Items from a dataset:
──────

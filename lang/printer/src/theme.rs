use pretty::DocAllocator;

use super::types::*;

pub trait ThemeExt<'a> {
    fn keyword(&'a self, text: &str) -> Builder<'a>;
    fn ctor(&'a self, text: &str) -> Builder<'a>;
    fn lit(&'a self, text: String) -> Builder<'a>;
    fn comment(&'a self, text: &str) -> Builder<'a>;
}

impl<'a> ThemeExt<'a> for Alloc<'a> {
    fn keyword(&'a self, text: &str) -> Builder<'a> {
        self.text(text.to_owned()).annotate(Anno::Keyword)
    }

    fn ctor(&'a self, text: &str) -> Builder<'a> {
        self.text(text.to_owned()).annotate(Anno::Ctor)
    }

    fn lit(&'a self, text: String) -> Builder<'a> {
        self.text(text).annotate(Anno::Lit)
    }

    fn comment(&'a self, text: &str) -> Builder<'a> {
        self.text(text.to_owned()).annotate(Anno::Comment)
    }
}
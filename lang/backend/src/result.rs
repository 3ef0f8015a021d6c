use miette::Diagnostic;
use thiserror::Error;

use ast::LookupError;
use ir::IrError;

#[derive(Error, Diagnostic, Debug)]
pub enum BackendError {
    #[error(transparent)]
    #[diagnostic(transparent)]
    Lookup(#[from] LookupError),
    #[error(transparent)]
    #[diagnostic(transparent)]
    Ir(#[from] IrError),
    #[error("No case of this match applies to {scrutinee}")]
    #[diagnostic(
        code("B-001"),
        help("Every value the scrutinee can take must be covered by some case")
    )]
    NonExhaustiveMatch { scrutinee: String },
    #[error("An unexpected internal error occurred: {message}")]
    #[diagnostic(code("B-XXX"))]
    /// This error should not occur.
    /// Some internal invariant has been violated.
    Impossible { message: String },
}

──────

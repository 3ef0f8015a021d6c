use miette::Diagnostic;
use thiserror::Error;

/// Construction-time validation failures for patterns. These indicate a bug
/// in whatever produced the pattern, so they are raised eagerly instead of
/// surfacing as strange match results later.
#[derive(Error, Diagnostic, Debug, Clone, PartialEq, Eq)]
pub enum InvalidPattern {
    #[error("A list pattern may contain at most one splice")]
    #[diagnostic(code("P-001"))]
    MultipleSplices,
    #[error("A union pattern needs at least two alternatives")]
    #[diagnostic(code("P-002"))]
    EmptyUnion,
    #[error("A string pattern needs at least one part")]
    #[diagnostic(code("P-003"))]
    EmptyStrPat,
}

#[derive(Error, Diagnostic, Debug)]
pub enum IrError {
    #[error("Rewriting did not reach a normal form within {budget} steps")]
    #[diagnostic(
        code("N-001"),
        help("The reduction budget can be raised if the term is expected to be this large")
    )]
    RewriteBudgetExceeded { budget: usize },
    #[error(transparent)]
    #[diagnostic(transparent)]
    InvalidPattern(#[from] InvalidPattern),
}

──────

Look above for the line with "filename lang/printer/src/theme.rs" and the line with "impl<'a> ThemeExt<'a> for", and reproduce exactly those two lines plus every line between, nothing more.

Exercise result:
filename lang/printer/src/theme.rs
use pretty::DocAllocator;

use super::types::*;

pub trait ThemeExt<'a> {
    fn keyword(&'a self, text: &str) -> Builder<'a>;
    fn ctor(&'a self, text: &str) -> Builder<'a>;
    fn lit(&'a self, text: String) -> Builder<'a>;
    fn comment(&'a self, text: &str) -> Builder<'a>;
}

impl<'a> ThemeExt<'a> for Alloc<'a> {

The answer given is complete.